→ **What the task asks**
What is needed is an exact copy of all the entries.

+++++

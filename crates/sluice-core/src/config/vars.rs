//! Environment variable interpolation for config files.
//!
//! Bucket names, project ids and credential paths usually differ per
//! deployment, so config files may reference the environment:
//! - `$VAR` or `${VAR}` - substitute with env var value, error if missing
//! - `${VAR:-default}` - use default if VAR is unset OR empty
//! - `${VAR-default}` - use default only if VAR is unset (empty is OK)
//! - `$$` - literal `$`

use regex::{Captures, Regex};
use std::sync::LazyLock;

static ENV_VAR_PATTERN: LazyLock<Regex> = LazyLock::new(|| {
    Regex::new(
        r"(?x)
        (?P<escape>\$\$)
        |
        \$\{
            (?P<braced>[A-Za-z_][A-Za-z0-9_]*)
            (?:(?P<op>:?-)(?P<default>[^}]*))?
        \}
        |
        \$(?P<bare>[A-Za-z_][A-Za-z0-9_]*)
        ",
    )
    .expect("env var pattern is valid")
});

/// Result of environment variable interpolation.
#[derive(Debug)]
pub struct InterpolationResult {
    /// The interpolated text.
    pub text: String,
    /// Every problem found, so all missing variables are reported together.
    pub errors: Vec<String>,
}

impl InterpolationResult {
    /// Returns true if there were no errors.
    pub fn is_ok(&self) -> bool {
        self.errors.is_empty()
    }
}

/// Interpolate environment variables from the process environment.
pub fn interpolate(input: &str) -> InterpolationResult {
    interpolate_with(input, |name| std::env::var(name).ok())
}

/// Interpolate using an arbitrary variable lookup.
pub fn interpolate_with<F>(input: &str, lookup: F) -> InterpolationResult
where
    F: Fn(&str) -> Option<String>,
{
    let mut errors = Vec::new();

    let text = ENV_VAR_PATTERN
        .replace_all(input, |caps: &Captures| {
            if caps.name("escape").is_some() {
                return "$".to_string();
            }

            let original = &caps[0];
            let Some(name) = caps.name("braced").or_else(|| caps.name("bare")) else {
                return original.to_string();
            };
            let name = name.as_str();
            let default = caps.name("default").map(|m| m.as_str());
            let empty_uses_default = caps.name("op").is_some_and(|m| m.as_str() == ":-");

            match lookup(name) {
                Some(value) if value.contains(['\n', '\r']) => {
                    errors.push(format!(
                        "environment variable '{name}' contains newlines, which is not allowed"
                    ));
                    original.to_string()
                }
                Some(value) if value.is_empty() && empty_uses_default => {
                    default.unwrap_or_default().to_string()
                }
                Some(value) => value,
                None => match default {
                    Some(default) => default.to_string(),
                    None => {
                        errors.push(format!("environment variable '{name}' is not set"));
                        original.to_string()
                    }
                },
            }
        })
        .into_owned();

    InterpolationResult { text, errors }
}
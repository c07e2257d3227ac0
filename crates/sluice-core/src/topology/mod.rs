//! Shared orchestration primitives for multi-component runs.

mod pipeline;
mod retry;

pub use pipeline::{
    Pipeline, PipelineContext, PipelineRunner, RunSummary, random_jitter, run_pipelines,
};
pub use retry::{RetryPolicy, StepError};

+++++

→ **Output**
filename crates/sluice-core/src/config/vars.rs
//! Environment variable interpolation for config files.
//!
//! Bucket names, project ids and credential paths usually differ per
//! deployment, so config files may reference the environment:
//! - `$VAR` or `${VAR}` - substitute with env var value, error if missing
//! - `${VAR:-default}` - use default if VAR is unset OR empty
//! - `${VAR-default}` - use default only if VAR is unset (empty is OK)
//! - `$$` - literal `$`

use regex::{Captures, Regex};
use std::sync::LazyLock;

static ENV_VAR_PATTERN: LazyLock<Regex> = LazyLock::new(|| {
    Regex::new(
        r"(?x)
        (?P<escape>\$\$)
        |
        \$\{
            (?P<braced>[A-Za-z_][A-Za-z0-9_]*)
            (?:(?P<op>:?-)(?P<default>[^}]*))?
        \}
        |
        \$(?P<bare>[A-Za-z_][A-Za-z0-9_]*)
        ",
    )
    .expect("env var pattern is valid")
});

/// Result of environment variable interpolation.
#[derive(Debug)]
pub struct InterpolationResult {
    /// The interpolated text.
    pub text: String,
    /// Every problem found, so all missing variables are reported together.
    pub errors: Vec<String>,
}

impl InterpolationResult {
    /// Returns true if there were no errors.
    pub fn is_ok(&self) -> bool {
        self.errors.is_empty()
    }
}

/// Interpolate environment variables from the process environment.
pub fn interpolate(input: &str) -> InterpolationResult {
    interpolate_with(input, |name| std::env::var(name).ok())
}

/// Interpolate using an arbitrary variable lookup.
pub fn interpolate_with<F>(input: &str, lookup: F) -> InterpolationResult
where
    F: Fn(&str) -> Option<String>,
{
    let mut errors = Vec::new();

    let text = ENV_VAR_PATTERN
        .replace_all(input, |caps: &Captures| {
            if caps.name("escape").is_some() {
                return "$".to_string();
            }

            let original = &caps[0];
            let Some(name) = caps.name("braced").or_else(|| caps.name("bare")) else {
                return original.to_string();
            };
            let name = name.as_str();
            let default = caps.name("default").map(|m| m.as_str());
            let empty_uses_default = caps.name("op").is_some_and(|m| m.as_str() == ":-");

            match lookup(name) {
                Some(value) if value.contains(['\n', '\r']) => {
                    errors.push(format!(
                        "environment variable '{name}' contains newlines, which is not allowed"
                    ));
                    original.to_string()
                }
                Some(value) if value.is_empty() && empty_uses_default => {
                    default.unwrap_or_default().to_string()
                }
                Some(value) => value,
                None => match default {
                    Some(default) => default.to_string(),
                    None => {
                        errors.push(format!("environment variable '{name}' is not set"));
                        original.to_string()
                    }
                },
            }
        })
        .into_owned();

    InterpolationResult { text, errors }
}
repository c07e2257d3227ac0
filename crates/sluice-core/src/topology/mod.rs
//! Shared orchestration primitives for multi-component runs.

mod pipeline;
mod retry;

pub use pipeline::{
    Pipeline, PipelineContext, PipelineRunner, RunSummary, random_jitter, run_pipelines,
};
pub use retry::{RetryPolicy, StepError};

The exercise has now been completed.